Now I know what it is like to work over the holidays. I'm a veteran of the Broadcasting world and have worked Thanksgiving, New Years and New Years Eve, July 4, Labor Day, Christmas, Christmas Eve, Columbus Day, Grandparent's Day, Mother's Day, Father's day, Flag Day, Pirate Day...the list is endless. I'm no stranger to hard work, putting in a little extra time when needed along with a side of elbow grease, to go above the call of duty with the tasks at hand, but I'm only one person, two hands and eight hours a day. My "concern" with all this is when is enough, enough. When do people step back and look at their life and realize that this thing called work, isn't what life is about.
I will say by far, this year has been a trying year for me.
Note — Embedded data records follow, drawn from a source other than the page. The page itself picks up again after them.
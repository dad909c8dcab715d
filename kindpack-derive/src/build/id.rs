use darling::{ast::NestedMeta, FromMeta, FromVariant};
use proc_macro2::{Span, TokenStream};
use syn::{Attribute, Data, DeriveInput, Error, Ident, Type};

use super::{
    kind::{CapabilityHints, KindVariant, PayloadShape},
    EqChoice, FormatChoice, ParseChoice, Separator, Visibility,
};
use crate::diagnostics::Diagnostics;

/// Suffixes removed from kind names when `strip_suffix` is set.
pub const STRIPPED_SUFFIXES: [&str; 2] = ["Kind", "Type"];

/// Total widths a user may ask for.
pub const ALLOWED_WIDTHS: [usize; 5] = [2, 4, 8, 12, 16];

#[derive(Debug, FromMeta)]
pub struct IdDarling {
    pub width: Option<darling::util::SpannedValue<usize>>,
    pub separator: Option<Separator>,
    pub allow_empty: darling::util::Flag,
    pub preserve_order: darling::util::Flag,
    pub strip_suffix: darling::util::Flag,
    pub display_kind: Option<String>,
    pub display_payload: Option<String>,
    pub serde: darling::util::Flag,
    pub dump: darling::util::Flag,
}

#[derive(Debug, FromVariant)]
#[darling(attributes(kind))]
pub struct KindDarling {
    pub ident: Ident,
    pub order: Option<u64>,
    pub display: Option<String>,
    pub signed: darling::util::Flag,
    pub size: Option<darling::util::SpannedValue<usize>>,
    pub enumeration: darling::util::Flag,
    pub nested: darling::util::Flag,
    pub parse: Option<ParseChoice>,
    pub parse_with: Option<syn::Path>,
    pub format: Option<FormatChoice>,
    pub format_with: Option<syn::Path>,
    pub eq: Option<EqChoice>,
    pub eq_with: Option<syn::Path>,
}

/// Identifier wide settings.
#[derive(Debug, Clone)]
pub struct IdSettings {
    /// Minimum total width.
    pub width: Option<usize>,
    pub separator: char,
    pub allow_empty: bool,
    pub preserve_order: bool,
    pub strip_suffix: bool,
    pub kind_label: String,
    pub payload_label: String,
    pub serde: bool,
    pub dump: bool,
}

impl Default for IdSettings {
    fn default() -> Self {
        Self {
            width: None,
            separator: Separator::default().0,
            allow_empty: false,
            preserve_order: false,
            strip_suffix: false,
            kind_label: "Kind".to_string(),
            payload_label: "Id".to_string(),
            serde: false,
            dump: false,
        }
    }
}

impl IdSettings {
    fn from_darling(value: IdDarling) -> syn::Result<Self> {
        let width = if let Some(width) = value.width {
            if !ALLOWED_WIDTHS.contains(&*width) {
                return Err(Error::new(
                    width.span(),
                    format!("width must be one of {ALLOWED_WIDTHS:?} bytes"),
                ));
            }
            Some(*width)
        } else {
            None
        };
        let defaults = Self::default();
        Ok(Self {
            width,
            separator: value.separator.unwrap_or_default().0,
            allow_empty: value.allow_empty.is_present(),
            preserve_order: value.preserve_order.is_present(),
            strip_suffix: value.strip_suffix.is_present(),
            kind_label: value.display_kind.unwrap_or(defaults.kind_label),
            payload_label: value.display_payload.unwrap_or(defaults.payload_label),
            serde: value.serde.is_present(),
            dump: value.dump.is_present(),
        })
    }
}

/// Output of the schema collector: the identifier and its kinds in assignment order.
pub struct IdBuilder {
    pub name: Ident,
    pub vis: Visibility,
    /// Doc attributes carried over to the generated struct.
    pub docs: Vec<Attribute>,
    pub settings: IdSettings,
    /// Kinds sorted into discriminant assignment order. Discriminant = position.
    pub kinds: Vec<KindVariant>,
    pub diagnostics: Diagnostics,
}

impl IdBuilder {
    /// Collects `#[packed_id(<args>)] enum <input>`.
    pub fn parse(args: TokenStream, input: &DeriveInput) -> syn::Result<Self> {
        let metas = NestedMeta::parse_meta_list(args)?;
        let settings = IdSettings::from_darling(IdDarling::from_list(&metas)?)?;
        let Data::Enum(ref data) = input.data else {
            return Err(Error::new(
                Span::call_site(),
                "packed_id can only be used on an enum, each variant holding the payload of one kind",
            ));
        };
        if !input.generics.params.is_empty() {
            return Err(Error::new_spanned(
                &input.generics,
                "packed identifiers can not be generic",
            ));
        }
        let mut diagnostics = Diagnostics::default();
        let mut kinds: Vec<KindVariant> = Vec::with_capacity(data.variants.len());
        for (position, variant) in data.variants.iter().enumerate() {
            if let Some((_, ref expr)) = variant.discriminant {
                return Err(Error::new_spanned(
                    expr,
                    "kinds can not have explicit discriminants, use `#[kind(order = ..)]` to influence ordering",
                ));
            }
            let payload = Self::extract_payload(variant)?;
            if Self::is_self_type(&payload, &input.ident) {
                return Err(Error::new_spanned(
                    &payload,
                    "a kind can not use the identifier being defined as its payload",
                ));
            }
            let darling = KindDarling::from_variant(variant)?;
            let kind = Self::build_kind(darling, payload, position, &settings)?;
            if let Some(existing) = kinds.iter().find(|k| k.payload_key() == kind.payload_key()) {
                diagnostics.warn(
                    kind.span(),
                    format!(
                        "duplicate kind ignored: `{}` uses the same payload type as `{}`",
                        kind.variant, existing.variant
                    ),
                );
                continue;
            }
            if let Some(existing) = kinds.iter().find(|k| k.name == kind.name) {
                diagnostics.warn(
                    kind.span(),
                    format!(
                        "duplicate kind ignored: `{}` has the same kind name as `{}`",
                        kind.variant, existing.variant
                    ),
                );
                continue;
            }
            kinds.push(kind);
        }
        if !settings.preserve_order {
            arrange(&mut kinds);
        }
        Ok(Self {
            name: input.ident.clone(),
            vis: Visibility(input.vis.clone()),
            docs: input
                .attrs
                .iter()
                .filter(|attr| attr.path().is_ident("doc"))
                .cloned()
                .collect(),
            settings,
            kinds,
            diagnostics,
        })
    }

    fn extract_payload(variant: &syn::Variant) -> syn::Result<Type> {
        match variant.fields {
            syn::Fields::Unnamed(ref fields) if fields.unnamed.len() == 1 => {
                Ok(fields.unnamed[0].ty.clone())
            }
            _ => Err(Error::new_spanned(
                &variant.ident,
                "each kind must be a tuple variant holding exactly one payload type, `Name(Payload)`",
            )),
        }
    }

    fn is_self_type(ty: &Type, name: &Ident) -> bool {
        match ty {
            Type::Path(path) => path.qself.is_none() && (path.path.is_ident(name) || path.path.is_ident("Self")),
            Type::Paren(inner) => Self::is_self_type(&inner.elem, name),
            Type::Group(inner) => Self::is_self_type(&inner.elem, name),
            _ => false,
        }
    }

    fn build_kind(
        darling: KindDarling,
        payload: Type,
        position: usize,
        settings: &IdSettings,
    ) -> syn::Result<KindVariant> {
        let variant = darling.ident;
        let shape = PayloadShape::parse(&payload)?;
        let natural = shape.natural_size();
        let (payload_size, declared_size) = match (natural, darling.size) {
            (Some(natural), Some(declared)) if natural != *declared => {
                return Err(Error::new(
                    declared.span(),
                    format!("declared size {} does not match the payload's size of {natural} bytes", *declared),
                ));
            }
            (Some(natural), _) => (natural, None),
            (None, Some(declared)) => (*declared, Some(*declared)),
            (None, None) => {
                return Err(Error::new_spanned(
                    &payload,
                    "payload size can not be determined, add `#[kind(size = N)]` with the payload's size in bytes",
                ));
            }
        };
        if darling.enumeration.is_present() && darling.nested.is_present() {
            return Err(Error::new(
                variant.span(),
                "a kind can not be both `enumeration` and `nested`",
            ));
        }
        if darling.parse.is_some() && darling.parse_with.is_some() {
            return Err(Error::new(
                variant.span(),
                "please only use 1 parsing attribute (parse, parse_with)",
            ));
        }
        if darling.format.is_some() && darling.format_with.is_some() {
            return Err(Error::new(
                variant.span(),
                "please only use 1 formatting attribute (format, format_with)",
            ));
        }
        if darling.eq.is_some() && darling.eq_with.is_some() {
            return Err(Error::new(
                variant.span(),
                "please only use 1 equality attribute (eq, eq_with)",
            ));
        }
        let name = if settings.strip_suffix {
            strip_suffix(&variant)
        } else {
            variant.clone()
        };
        Ok(KindVariant {
            name,
            display_name: darling.display,
            payload,
            signed: darling.signed.is_present() || shape.is_signed(),
            shape,
            payload_size,
            declared_size,
            declared_order: darling.order.unwrap_or(0),
            hints: CapabilityHints {
                parse: darling.parse,
                parse_with: darling.parse_with,
                format: darling.format,
                format_with: darling.format_with,
                eq: darling.eq,
                eq_with: darling.eq_with,
                enumeration: darling.enumeration.is_present(),
                nested: darling.nested.is_present(),
            },
            variant,
            position,
        })
    }
}

/// Removes a trailing `Kind` or `Type` from `ident`, leaving it untouched when nothing usable remains.
pub fn strip_suffix(ident: &Ident) -> Ident {
    let text = ident.to_string();
    for suffix in STRIPPED_SUFFIXES {
        if let Some(stripped) = text.strip_suffix(suffix) {
            if let Ok(stripped) = syn::parse_str::<Ident>(stripped) {
                return Ident::new(&stripped.to_string(), ident.span());
            }
        }
    }
    ident.clone()
}

/// Stable sort into assignment order: declared order first, then name ordinally.
pub fn arrange(kinds: &mut [KindVariant]) {
    kinds.sort_by(|a, b| {
        a.declared_order
            .cmp(&b.declared_order)
            .then_with(|| a.name_text().cmp(&b.name_text()))
    });
}
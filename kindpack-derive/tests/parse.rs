use kindpack::{KindEnum, ParseIdError, ParseOptions};

#[derive(Clone, Copy, Debug, PartialEq, Eq, KindEnum)]
enum Faction {
    Red,
    #[kind(display = "Blue Team")]
    Blue,
}

#[kindpack::packed_id]
enum EntityId {
    #[kind(display = "Hero")]
    Player(u32),
    Flag(u16),
    #[kind(enumeration, size = 1)]
    Faction(Faction),
    Alive(bool),
}

#[test]
fn parse_errors() {
    let cases = [
        ("Foo", ParseIdError::MissingSeparator),
        ("", ParseIdError::MissingSeparator),
        ("-42", ParseIdError::EmptyKind),
        ("Player-", ParseIdError::EmptyId),
        ("Bogus-42", ParseIdError::UnknownKind),
        ("Player-abc", ParseIdError::InvalidId),
        ("Flag-70000", ParseIdError::InvalidId),
        ("Player--1", ParseIdError::InvalidId),
        ("Faction-Green", ParseIdError::InvalidId),
        ("Alive-yes", ParseIdError::InvalidId),
    ];
    for (text, expected) in cases {
        assert_eq!(text.parse::<EntityId>(), Err(expected), "{text}");
        assert_eq!(EntityId::try_parse(text), None, "{text}");
    }
}

#[test]
fn case_sensitive_by_default() {
    assert_eq!(EntityId::try_parse("player-42"), None);
    assert_eq!(EntityId::try_parse("Faction-blue"), None);
    let options = ParseOptions::DEFAULT.with_ignore_case();
    assert_eq!(
        EntityId::try_parse_with("player-42", options),
        Some(EntityId::from(42u32))
    );
    assert_eq!(
        EntityId::try_parse_with("FACTION-blue", options),
        Some(EntityId::from(Faction::Blue))
    );
    assert_eq!(
        EntityId::try_parse_with("alive-TRUE", options),
        Some(EntityId::from(true))
    );
}

#[test]
fn display_names_are_aliases() {
    assert_eq!(EntityId::try_parse("Hero-42"), None);
    assert_eq!(EntityId::try_parse("Faction-Blue Team"), None);
    let options = ParseOptions::DEFAULT.with_aliases();
    assert_eq!(
        EntityId::try_parse_with("Hero-42", options),
        Some(EntityId::from(42u32))
    );
    assert_eq!(
        EntityId::try_parse_with("Faction-Blue Team", options),
        Some(EntityId::from(Faction::Blue))
    );
    assert_eq!(
        EntityId::try_parse_with("hero-42", options.with_ignore_case()),
        Some(EntityId::from(42u32))
    );
}

#[test]
fn display_text_reads_back_with_aliases() {
    let id = EntityId::from(Faction::Blue);
    let text = id.to_display_string();
    assert_eq!(text, "Faction-Blue Team");
    assert_eq!(
        EntityId::try_parse_with(&text, ParseOptions::DEFAULT.with_aliases()),
        Some(id)
    );
}

#[test]
fn text_helpers_are_inherent() -> anyhow::Result<()> {
    // `PackedId` is not imported in this file.
    let id = EntityId::from(7u32);
    assert_eq!(id.to_display_string(), "Hero-7");
    assert_eq!(id.to_fixed_string::<16>()?, "Player-7");
    assert_eq!(id.to_display_fixed_string::<16>()?, "Hero-7");
    Ok(())
}

#[test]
fn parts() {
    assert_eq!(
        EntityId::try_from_parts("Flag", "7"),
        Some(EntityId::from(7u16))
    );
    assert_eq!(EntityId::try_from_parts("Flag", ""), None);
    assert_eq!(EntityId::try_from_parts("", "7"), None);
    assert_eq!(EntityId::try_from_parts("Bogus", "7"), None);
    assert_eq!(
        EntityId::try_from_parts_with("flag", "7", ParseOptions::DEFAULT.with_ignore_case()),
        Some(EntityId::from(7u16))
    );
}

#[test]
fn known_kind() {
    assert_eq!(
        EntityId::try_parse_kind(EntityIdKind::Player, "9"),
        Some(EntityId::from(9u32))
    );
    assert_eq!(EntityId::try_parse_kind(EntityIdKind::Flag, ""), None);
    assert_eq!(EntityId::try_parse_kind(EntityIdKind::Alive, "9"), None);
}

#[test]
fn kind_from_str() -> anyhow::Result<()> {
    let kind: EntityIdKind = "Player".parse()?;
    assert_eq!(kind, EntityIdKind::Player);
    assert_eq!(kind.to_string(), "Player");
    assert_eq!("".parse::<EntityIdKind>(), Err(ParseIdError::EmptyKind));
    assert_eq!("Hero".parse::<EntityIdKind>(), Err(ParseIdError::UnknownKind));
    assert_eq!(
        EntityIdKind::try_parse_with("Hero", ParseOptions::DEFAULT.with_aliases()),
        Some(EntityIdKind::Player)
    );
    assert_eq!(
        EntityIdKind::from_name("flag", ParseOptions::DEFAULT.with_ignore_case()),
        Some(EntityIdKind::Flag)
    );
    Ok(())
}

#[test]
fn error_messages() {
    let err = "Foo".parse::<EntityId>().unwrap_err();
    assert_eq!(err.to_string(), "failed parsing packed id: separator was not found.");
    let err: anyhow::Error = "Bogus-1".parse::<EntityId>().unwrap_err().into();
    assert_eq!(err.to_string(), "failed parsing packed id: kind is not declared.");
}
Between finding out my Grandma had breast cancer (and is now in remission), starting up my side business (Emilie Nerl Graphic Design - launches in December 2009), love life woes, work drama, new additions to the family, new friends and reconnecting with old ones, developing a vintageish jewelry line ... I will say there is never a dull moment, and I must commend myself on still standing after all this with a smile on my face (ok maybe one of my eyebrows is raised and I have the "oh no you didn't" head tilt going on).

So this crappy day not only blew out any positivity that I had going this morning but it always reflected in my poor choices of meal options, well at least for dinner it did.

Breakfast
Bowl of honey nut cheerios

Lunch
Everything Bagel with light butter and the remaining pasta from last night's dinner and a glass of Crystal Light ice tea

Snacks
nada

Dinner
Here's the heart attack waiting to happen ... Chicken McNuggets (6 piece) and a medium fry with a coke. Yeah not proud of it, but hey at least they love to see me smile.
Workout
Nada...I worked out Monday thru Sunday (anywhere between an hour and 1.5 hours), and plan on getting up at the ass crack tomorrow to work out before hitting the road. I'm entitled to my off day!